[SOURCE INFORMATION — start]

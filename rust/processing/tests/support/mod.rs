// This Source Code Form is subject to the terms of the Mozilla Public
// License, v. 2.0. If a copy of the MPL was not distributed with this
// file, You can obtain one at https://mozilla.org/MPL/2.0/.

//! In-memory host document and host element fixtures.
//!
//! Curtain walls live in the XZ plane. U grid lines are horizontal (constant
//! Z), V grid lines vertical (constant X). Like a real host, derived geometry
//! (grid line segments, panels, orientation) is only recomputed on
//! `regenerate`, so reads issued before a barrier see the previous state.

#![allow(dead_code)]

use bim_bridge_core::{
    CommandOutput, GridFamily, HostCell, HostCommand, HostCurtainGrid, HostCurve, HostDocument,
    HostError, HostGridLine, HostId, HostLevel, HostMaterial, HostMullion, HostPanel,
    HostTransform, HostWall, MullionTypeParams, NamedType, TypeCategory, Xyz,
};
use rustc_hash::FxHashMap;

const MATCH_TOLERANCE: f64 = 1e-6;

pub fn init_tracing() {
    let _ = tracing_subscriber::fmt()
        .with_env_filter(tracing_subscriber::EnvFilter::from_default_env())
        .with_test_writer()
        .try_init();
}

/// Applied (not yet regenerated) state of one curtain wall
#[derive(Debug, Clone)]
struct MockWall {
    id: HostId,
    x_range: (f64, f64),
    z_range: (f64, f64),
    base_level: HostId,
    height: f64,
    flipped: bool,
    lines: Vec<(HostId, GridFamily, f64)>,
    removed: Vec<HostCurve>,
}

/// What the last regeneration exposed for one wall
#[derive(Debug, Clone, Default)]
struct Derived {
    u_lines: Vec<HostGridLine>,
    v_lines: Vec<HostGridLine>,
    panels: Vec<HostId>,
    orientation: Option<Xyz>,
}

#[derive(Debug, Default)]
pub struct MockDocument {
    pub levels: Vec<HostLevel>,
    pub types: FxHashMap<TypeCategory, Vec<NamedType>>,
    pub symbol_heights: FxHashMap<HostId, f64>,
    /// Report no orientation for walls
    pub hide_orientation: bool,
    /// Every accepted command, in order
    pub applied: Vec<HostCommand>,
    pub rejected: Vec<HostCommand>,
    pub regenerations: usize,
    /// Panel type assignments
    pub panel_types: FxHashMap<HostId, HostId>,
    /// (grid line, segment, mullion type)
    pub mullions: Vec<(HostId, HostCurve, Option<HostId>)>,
    walls: Vec<MockWall>,
    derived: FxHashMap<HostId, Derived>,
    next_id: i64,
}
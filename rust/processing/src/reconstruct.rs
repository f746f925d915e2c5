// This Source Code Form is subject to the terms of the Mozilla Public
// License, v. 2.0. If a copy of the MPL was not distributed with this
// file, You can obtain one at https://mozilla.org/MPL/2.0/.

//! Host reconstruction of schema elements
//!
//! A curtain wall is rebuilt in six phases, each separated by a recompute
//! barrier wherever the next phase reads derived host geometry:
//!
//! 1. Define the boundary wall from the profile perimeter.
//! 2. Orient it to match the profile normal.
//! 3. Add one grid line per schema grid line.
//! 4. Remove the skipped segments.
//! 5. Add a mullion on every remaining segment.
//! 6. Assign panel types by ordinal index.
//!
//! A model without grid lines has nothing to rebuild a grid from and is
//! emitted as independent direct shapes instead.

use crate::config::ConversionConfig;
use crate::correlation::PanelCorrelationIndex;
use crate::error::{Error, Result};
use crate::schema::{CurtainGridModel, SchemaElement};
use bim_bridge_core::{
    CommandQueue, DirectShapeCategory, GridFamily, HostCommand, HostCurve, HostDocument, HostId,
    TypeCategory, Ticket, Xyz,
};
use bim_bridge_geometry::{extrude_polygon, Mesh};

/// Elevation slack when matching the boundary base to a level, feet
const LEVEL_TOLERANCE: f64 = 1e-6;

/// Counts of what one curtain wall reconstruction did
#[derive(Debug, Clone, PartialEq, Eq)]
pub struct ReconstructionReport {
    pub wall: HostId,
    pub flipped: bool,
    pub grid_lines_added: usize,
    pub grid_lines_rejected: usize,
    pub segments_removed: usize,
    pub segments_rejected: usize,
    pub mullions_added: usize,
    pub mullions_rejected: usize,
    pub panels_typed: usize,
    /// Host panels left at their default type
    pub panels_untyped: usize,
}

impl ReconstructionReport {
    fn new(wall: HostId) -> Self {
        Self {
            wall,
            flipped: false,
            grid_lines_added: 0,
            grid_lines_rejected: 0,
            segments_removed: 0,
            segments_rejected: 0,
            mullions_added: 0,
            mullions_rejected: 0,
            panels_typed: 0,
            panels_untyped: 0,
        }
    }
}

/// What a schema element became in the host
#[derive(Debug, Clone, PartialEq, Eq)]
pub enum Reconstructed {
    CurtainWall(ReconstructionReport),
    /// Curtain wall without grid topology, one shape per panel and mullion
    DirectShapes(Vec<HostId>),
    Beam(HostId),
    Roof(HostId),
    /// Mesh elements have no host counterpart
    VisualizationOnly,
}

#[derive(Debug, Clone, Copy)]
pub struct ElementReconstructor<'c> {
    pub(crate) config: &'c ConversionConfig,
}

impl<'c> ElementReconstructor<'c> {
    pub fn new(config: &'c ConversionConfig) -> Self {
        Self { config }
    }

    /// Rebuild one element. Every mutation goes through a fresh
    /// [`CommandQueue`] bound to `document`.
    pub fn reconstruct<D: HostDocument + ?Sized>(
        &self,
        document: &mut D,
        element: &SchemaElement,
    ) -> Result<Reconstructed> {
        let mut queue = CommandQueue::new(document);
        match element {
            SchemaElement::Beam(beam) => self.place_beam(&mut queue, beam).map(Reconstructed::Beam),
            SchemaElement::Roof(roof) => self.place_roof(&mut queue, roof).map(Reconstructed::Roof),
            SchemaElement::CurtainWall(model) => match self.reconstruct_curtain_wall(&mut queue, model) {
                Ok(report) => Ok(Reconstructed::CurtainWall(report)),
                Err(Error::UnsupportedTopology(reason)) => {
                    tracing::info!(wall = %model.name, reason = %reason, "Rebuilding curtain wall as direct shapes");
                    self.place_direct_shapes(&mut queue, model)
                        .map(Reconstructed::DirectShapes)
                }
                Err(err) => Err(err),
            },
            SchemaElement::Mesh(_) => Ok(Reconstructed::VisualizationOnly),
        }
    }

    /// Grid based reconstruction. Fails with [`Error::UnsupportedTopology`]
    /// when the model has neither grid lines nor panels.
    pub fn reconstruct_curtain_wall<D: HostDocument + ?Sized>(
        &self,
        queue: &mut CommandQueue<'_, D>,
        model: &CurtainGridModel,
    ) -> Result<ReconstructionReport> {
        if !model.has_grid_topology() {
            return Err(Error::UnsupportedTopology(format!(
                "curtain wall {} has no grid lines or panels",
                model.name
            )));
        }

        let wall = self.define_boundary(queue, model)?;
        let mut report = ReconstructionReport::new(wall);
        report.flipped = self.orient(queue, wall, model)?;
        self.add_grid_lines(queue, wall, model, &mut report)?;
        self.remove_skipped_segments(queue, wall, model, &mut report)?;
        self.add_mullions(queue, wall, &mut report)?;
        self.assign_panel_types(queue, wall, model, &mut report)?;

        tracing::info!(
            wall = %wall,
            grid_lines = report.grid_lines_added,
            mullions = report.mullions_added,
            panels_typed = report.panels_typed,
            panels_untyped = report.panels_untyped,
            barriers = queue.barriers(),
            "Reconstructed curtain wall"
        );
        Ok(report)
    }

    fn define_boundary<D: HostDocument + ?Sized>(
        &self,
        queue: &mut CommandQueue<'_, D>,
        model: &CurtainGridModel,
    ) -> Result<HostId> {
        let perimeter = model.profile.perimeter();
        let boundary: Vec<HostCurve> = perimeter
            .segments()
            .map(|(a, b)| HostCurve::line(Xyz::from_meters(&a), Xyz::from_meters(&b)))
            .collect();

        let (min_z, max_z) = perimeter
            .vertices()
            .iter()
            .map(|p| Xyz::from_meters(p).z)
            .fold((f64::INFINITY, f64::NEG_INFINITY), |(lo, hi), z| (lo.min(z), hi.max(z)));

        let levels = queue.document().levels();
        let base_level = levels
            .iter()
            .filter(|level| level.elevation <= min_z + LEVEL_TOLERANCE)
            .max_by(|a, b| a.elevation.total_cmp(&b.elevation))
            .or_else(|| levels.first())
            .map(|level| level.id)
            .ok_or_else(|| Error::skipped(&model.name, "document has no levels"))?;
        let wall_type = self.type_named(
            queue.document(),
            TypeCategory::CurtainWall,
            self.config.curtain_wall_type.as_deref(),
        );

        let ticket = queue.push(HostCommand::CreateCurtainWall {
            boundary,
            base_level,
            height: max_z - min_z,
            wall_type,
        });
        queue
            .flush()?
            .result(ticket)?
            .created_id()
            .ok_or_else(|| Error::skipped(&model.name, "host created no wall"))
    }

    /// Flip the wall when its facing opposes the profile normal
    fn orient<D: HostDocument + ?Sized>(
        &self,
        queue: &mut CommandQueue<'_, D>,
        wall: HostId,
        model: &CurtainGridModel,
    ) -> Result<bool> {
        let Some(facing) = queue.derived()?.wall_orientation(wall) else {
            tracing::warn!(wall = %wall, "Wall orientation unknown, keeping host orientation");
            return Ok(false);
        };
        let normal = model.profile.perimeter().normal();
        if normal.dot(&facing.to_direction()) >= 0.0 {
            return Ok(false);
        }

        let ticket = queue.push(HostCommand::FlipWall { wall });
        match queue.flush()?.result(ticket) {
            Ok(_) => Ok(true),
            Err(err) => {
                tracing::warn!(wall = %wall, error = %err, "Wall flip rejected");
                Ok(false)
            }
        }
    }

    fn add_grid_lines<D: HostDocument + ?Sized>(
        &self,
        queue: &mut CommandQueue<'_, D>,
        wall: HostId,
        model: &CurtainGridModel,
        report: &mut ReconstructionReport,
    ) -> Result<()> {
        let mut tickets = Vec::new();
        for line in model.grid_lines() {
            match line.full_curve.midpoint() {
                Ok(point) => tickets.push(queue.push(HostCommand::AddGridLine {
                    wall,
                    family: line.family,
                    point: Xyz::from_meters(&point),
                })),
                Err(err) => {
                    tracing::warn!(wall = %wall, error = %err, "Grid line has no midpoint");
                    report.grid_lines_rejected += 1;
                }
            }
        }

        let flushed = queue.flush()?;
        let (added, rejected) = tally(&tickets, |t| flushed.result(t), "grid line");
        report.grid_lines_added += added;
        report.grid_lines_rejected += rejected;
        Ok(())
    }

    /// A rejected removal means the segment is already absent
    fn remove_skipped_segments<D: HostDocument + ?Sized>(
        &self,
        queue: &mut CommandQueue<'_, D>,
        wall: HostId,
        model: &CurtainGridModel,
        report: &mut ReconstructionReport,
    ) -> Result<()> {
        let tickets: Vec<Ticket> = model
            .skipped_segments()
            .map(|segment| {
                queue.push(HostCommand::RemoveSegment {
                    wall,
                    segment: segment.to_host(),
                })
            })
            .collect();
        if tickets.is_empty() {
            return Ok(());
        }

        let flushed = queue.flush()?;
        let (removed, rejected) = tally(&tickets, |t| flushed.result(t), "segment removal");
        report.segments_removed += removed;
        report.segments_rejected += rejected;
        Ok(())
    }

    fn add_mullions<D: HostDocument + ?Sized>(
        &self,
        queue: &mut CommandQueue<'_, D>,
        wall: HostId,
        report: &mut ReconstructionReport,
    ) -> Result<()> {
        let mullion_type = self.type_named(
            queue.document(),
            TypeCategory::Mullion,
            self.config.mullion_type.as_deref(),
        );

        let derived = queue.derived()?;
        let commands: Vec<HostCommand> = [GridFamily::U, GridFamily::V]
            .into_iter()
            .flat_map(|family| derived.grid_lines(wall, family))
            .flat_map(|line| {
                let grid_line = line.id;
                line.segments.into_iter().map(move |segment| HostCommand::AddMullion {
                    grid_line,
                    segment,
                    mullion_type,
                })
            })
            .collect();

        let tickets: Vec<Ticket> = commands.into_iter().map(|c| queue.push(c)).collect();
        let flushed = queue.flush()?;
        let (added, rejected) = tally(&tickets, |t| flushed.result(t), "mullion");
        report.mullions_added += added;
        report.mullions_rejected += rejected;
        Ok(())
    }

    fn assign_panel_types<D: HostDocument + ?Sized>(
        &self,
        queue: &mut CommandQueue<'_, D>,
        wall: HostId,
        model: &CurtainGridModel,
        report: &mut ReconstructionReport,
    ) -> Result<()> {
        let index = PanelCorrelationIndex::from_panels(&model.panels);
        let panel_types = queue.document().element_types(TypeCategory::CurtainPanel);
        let fallback = self.type_named(
            queue.document(),
            TypeCategory::CurtainPanel,
            self.config.fallback_panel_type.as_deref(),
        );

        let host_panels = queue.derived()?.panel_ids(wall);
        if host_panels.len() != index.len() {
            tracing::warn!(
                wall = %wall,
                host_panels = host_panels.len(),
                schema_panels = index.len(),
                "Host generated a different number of panels"
            );
        }

        let correlation = index.correlate(&host_panels);
        report.panels_untyped += correlation.unmatched.len();

        let mut tickets = Vec::with_capacity(correlation.matched.len());
        for (panel, type_name) in correlation.matched {
            let panel_type = panel_types
                .iter()
                .find(|t| t.name == type_name)
                .map(|t| t.id)
                .or(fallback);
            match panel_type {
                Some(panel_type) => {
                    tickets.push(queue.push(HostCommand::SetPanelType { panel, panel_type }))
                }
                None => {
                    tracing::warn!(panel = %panel, panel_type = type_name, "Panel type not loaded");
                    report.panels_untyped += 1;
                }
            }
        }
        if tickets.is_empty() {
            return Ok(());
        }

        let flushed = queue.flush()?;
        let (typed, rejected) = tally(&tickets, |t| flushed.result(t), "panel type");
        report.panels_typed += typed;
        report.panels_untyped += rejected;
        Ok(())
    }

    /// Every panel extruded to a thin volume, every mullion as its solid
    pub fn place_direct_shapes<D: HostDocument + ?Sized>(
        &self,
        queue: &mut CommandQueue<'_, D>,
        model: &CurtainGridModel,
    ) -> Result<Vec<HostId>> {
        let thickness = self.config.direct_shape_panel_thickness;
        let mut tickets = Vec::new();

        for panel in &model.panels {
            match extrude_polygon(&panel.boundary, thickness) {
                Ok(mesh) => tickets.push(queue.push(HostCommand::CreateDirectShape {
                    name: panel.name.clone(),
                    category: DirectShapeCategory::CurtainPanel,
                    facets: mesh_facets(&mesh),
                })),
                Err(err) => tracing::warn!(panel = %panel.name, error = %err, "Panel could not be extruded"),
            }
        }
        for (index, mullion) in model.mullions().enumerate() {
            match mullion.solid() {
                Ok(mesh) => tickets.push(queue.push(HostCommand::CreateDirectShape {
                    name: format!("mullion-{}", index),
                    category: DirectShapeCategory::Mullion,
                    facets: mesh_facets(&mesh),
                })),
                Err(err) => tracing::warn!(mullion = index, error = %err, "Mullion solid unavailable"),
            }
        }

        let flushed = queue.flush()?;
        Ok(tickets
            .iter()
            .filter_map(|&ticket| match flushed.result(ticket) {
                Ok(output) => output.created_id(),
                Err(err) => {
                    tracing::warn!(error = %err, "Direct shape rejected");
                    None
                }
            })
            .collect())
    }

    /// Id of the loaded type called `name`; `None` leaves the host default
    fn type_named<D: HostDocument + ?Sized>(
        &self,
        document: &D,
        category: TypeCategory,
        name: Option<&str>,
    ) -> Option<HostId> {
        let name = name?;
        let found = document
            .element_types(category)
            .into_iter()
            .find(|t| t.name == name)
            .map(|t| t.id);
        if found.is_none() {
            tracing::warn!(category = ?category, type_name = name, "Configured type not loaded, using host default");
        }
        found
    }
}
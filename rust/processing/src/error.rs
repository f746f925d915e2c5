// This Source Code Form is subject to the terms of the Mozilla Public
// License, v. 2.0. If a copy of the MPL was not distributed with this
// file, You can obtain one at https://mozilla.org/MPL/2.0/.

use bim_bridge_core::HostError;
use thiserror::Error;

/// Result type for element conversion
pub type Result<T> = std::result::Result<T, Error>;

/// Errors scoped to the conversion of one element
#[derive(Error, Debug)]
pub enum Error {
    /// A gridded assembly has no grid where one is expected
    #[error("Unsupported topology: {0}")]
    UnsupportedTopology(String),

    #[error("Invalid identity token {token:?}: {reason}")]
    InvalidIdentityToken { token: String, reason: String },

    #[error("Element {element} skipped: {reason}")]
    ElementSkipped { element: String, reason: String },

    #[error("Geometry error: {0}")]
    Geometry(#[from] bim_bridge_geometry::Error),

    #[error("Host boundary error: {0}")]
    Core(#[from] bim_bridge_core::Error),

    #[error("Host error: {0}")]
    Host(#[from] HostError),

    #[error("Serialization error: {0}")]
    Serialization(#[from] serde_json::Error),
}

impl Error {
    pub fn skipped(element: impl ToString, reason: impl Into<String>) -> Self {
        Error::ElementSkipped {
            element: element.to_string(),
            reason: reason.into(),
        }
    }

    pub fn invalid_token(token: &str, reason: impl Into<String>) -> Self {
        Error::InvalidIdentityToken {
            token: token.to_string(),
            reason: reason.into(),
        }
    }
}
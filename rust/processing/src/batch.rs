// This Source Code Form is subject to the terms of the Mozilla Public
// License, v. 2.0. If a copy of the MPL was not distributed with this
// file, You can obtain one at https://mozilla.org/MPL/2.0/.

//! Batch conversion with per-element failure isolation
//!
//! Extraction runs in parallel: elements share no mutable state and every
//! element gets its own [`ExtractionContext`]. Reconstruction mutates a
//! single host document and stays sequential.

use crate::config::ConversionConfig;
use crate::context::ExtractionContext;
use crate::error::Result;
use crate::reconstruct::{ElementReconstructor, Reconstructed};
use crate::schema::SchemaElement;
use bim_bridge_core::{HostDocument, HostElement, HostId};
use rayon::prelude::*;
use uuid::Uuid;

/// A host element that could not be extracted
#[derive(Debug, Clone, PartialEq, Eq, serde::Serialize)]
pub struct ElementFailure {
    pub host_id: HostId,
    pub reason: String,
}

/// A schema element that could not be rebuilt in the host
#[derive(Debug, Clone, PartialEq, Eq, serde::Serialize)]
pub struct ReconstructionFailure {
    pub element: Uuid,
    pub kind: &'static str,
    pub reason: String,
}

pub type ExtractionOutcome = std::result::Result<Vec<SchemaElement>, ElementFailure>;
pub type ReconstructionOutcome = std::result::Result<Reconstructed, ReconstructionFailure>;

/// Convert one host element with a fresh context
pub fn extract_element(config: &ConversionConfig, element: &HostElement) -> Result<Vec<SchemaElement>> {
    ExtractionContext::new(config).extract(element)
}

/// Convert every element, one outcome per input in input order
pub fn extract_batch(config: &ConversionConfig, elements: &[HostElement]) -> Vec<ExtractionOutcome> {
    let start = std::time::Instant::now();

    let run = || -> Vec<ExtractionOutcome> {
        elements
            .par_iter()
            .map(|element| {
                extract_element(config, element).map_err(|err| {
                    tracing::warn!(element = %element.id(), error = %err, "Element extraction failed");
                    ElementFailure {
                        host_id: element.id(),
                        reason: err.to_string(),
                    }
                })
            })
            .collect()
    };

    let outcomes = if config.worker_threads > 0 {
        match rayon::ThreadPoolBuilder::new()
            .num_threads(config.worker_threads)
            .build()
        {
            Ok(pool) => pool.install(run),
            Err(err) => {
                tracing::warn!(error = %err, "Could not build worker pool, using the global pool");
                run()
            }
        }
    } else {
        run()
    };

    let failed = outcomes.iter().filter(|o| o.is_err()).count();
    let produced: usize = outcomes.iter().filter_map(|o| o.as_ref().ok()).map(Vec::len).sum();
    tracing::info!(
        elements = elements.len(),
        converted = elements.len() - failed,
        failed,
        schema_elements = produced,
        time_ms = start.elapsed().as_millis(),
        "Batch extraction complete"
    );
    outcomes
}

/// Rebuild every element in order against one document. A failed element
/// leaves whatever it already created in place and does not stop the batch.
pub fn reconstruct_batch<D: HostDocument + ?Sized>(
    config: &ConversionConfig,
    document: &mut D,
    elements: &[SchemaElement],
) -> Vec<ReconstructionOutcome> {
    let reconstructor = ElementReconstructor::new(config);
    let outcomes: Vec<ReconstructionOutcome> = elements
        .iter()
        .map(|element| {
            reconstructor.reconstruct(document, element).map_err(|err| {
                tracing::warn!(
                    element = %element.id(),
                    kind = element.kind(),
                    error = %err,
                    "Element reconstruction failed"
                );
                ReconstructionFailure {
                    element: element.id(),
                    kind: element.kind(),
                    reason: err.to_string(),
                }
            })
        })
        .collect();

    let failed = outcomes.iter().filter(|o| o.is_err()).count();
    tracing::info!(
        elements = elements.len(),
        reconstructed = elements.len() - failed,
        failed,
        "Batch reconstruction complete"
    );
    outcomes
}

#[cfg(test)]
mod tests {
    use super::*;
    use bim_bridge_core::{HostCurve, HostFramingMember, HostSolid, HostWall, SectionShape, Xyz};

    fn beam(id: i64) -> HostElement {
        HostElement::Framing(HostFramingMember {
            id: HostId(id),
            name: format!("B-{}", id),
            type_name: "W10x12".to_string(),
            level_name: None,
            structural_type: "Beam".to_string(),
            section_shape: SectionShape::IParallelFlange,
            section_width: Some(0.4),
            section_height: Some(0.8),
            driving_curve: HostCurve::line(Xyz::ZERO, Xyz::new(12.0, 0.0, 0.0)),
            swept_profile: None,
            solid: Some(HostSolid { faces: Vec::new() }),
            start_extension: 0.0,
            end_extension: 0.0,
            bend_angle: 0.0,
        })
    }

    fn basic_wall(id: i64) -> HostElement {
        HostElement::Wall(HostWall {
            id: HostId(id),
            name: "Basic".to_string(),
            type_name: "Generic 8\"".to_string(),
            profile_loops: Vec::new(),
            curtain_grid: None,
        })
    }

    #[test]
    fn test_failures_do_not_abort_the_batch() {
        let config = ConversionConfig::default();
        let elements = vec![beam(1), basic_wall(2), beam(3)];
        let outcomes = extract_batch(&config, &elements);

        assert_eq!(outcomes.len(), 3);
        assert!(matches!(&outcomes[0], Ok(e) if e.len() == 1 && e[0].kind() == "beam"));
        let failure = outcomes[1].as_ref().unwrap_err();
        assert_eq!(failure.host_id, HostId(2));
        assert!(failure.reason.contains("curtain grid"), "{}", failure.reason);
        assert!(outcomes[2].is_ok());
    }

    #[test]
    fn test_dedicated_worker_pool_keeps_order() {
        let config = ConversionConfig {
            worker_threads: 2,
            ..Default::default()
        };
        let elements: Vec<HostElement> = (0..16).map(beam).collect();
        let outcomes = extract_batch(&config, &elements);

        for (i, outcome) in outcomes.iter().enumerate() {
            let Ok(converted) = outcome else {
                panic!("element {} failed", i);
            };
            let SchemaElement::Beam(beam) = &converted[0] else {
                panic!("element {} is not a beam", i);
            };
            assert!(beam.identity.starts_with(&format!("B-{},", i)));
        }
    }
}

[SOURCE INFORMATION — finish]

**TASK TO CARRY OUT**
List the lines of the material in which the word "thickness" occurs.

**TASK OUTPUT**
        let thickness = self.config.direct_shape_panel_thickness;
            match extrude_polygon(&panel.boundary, thickness) {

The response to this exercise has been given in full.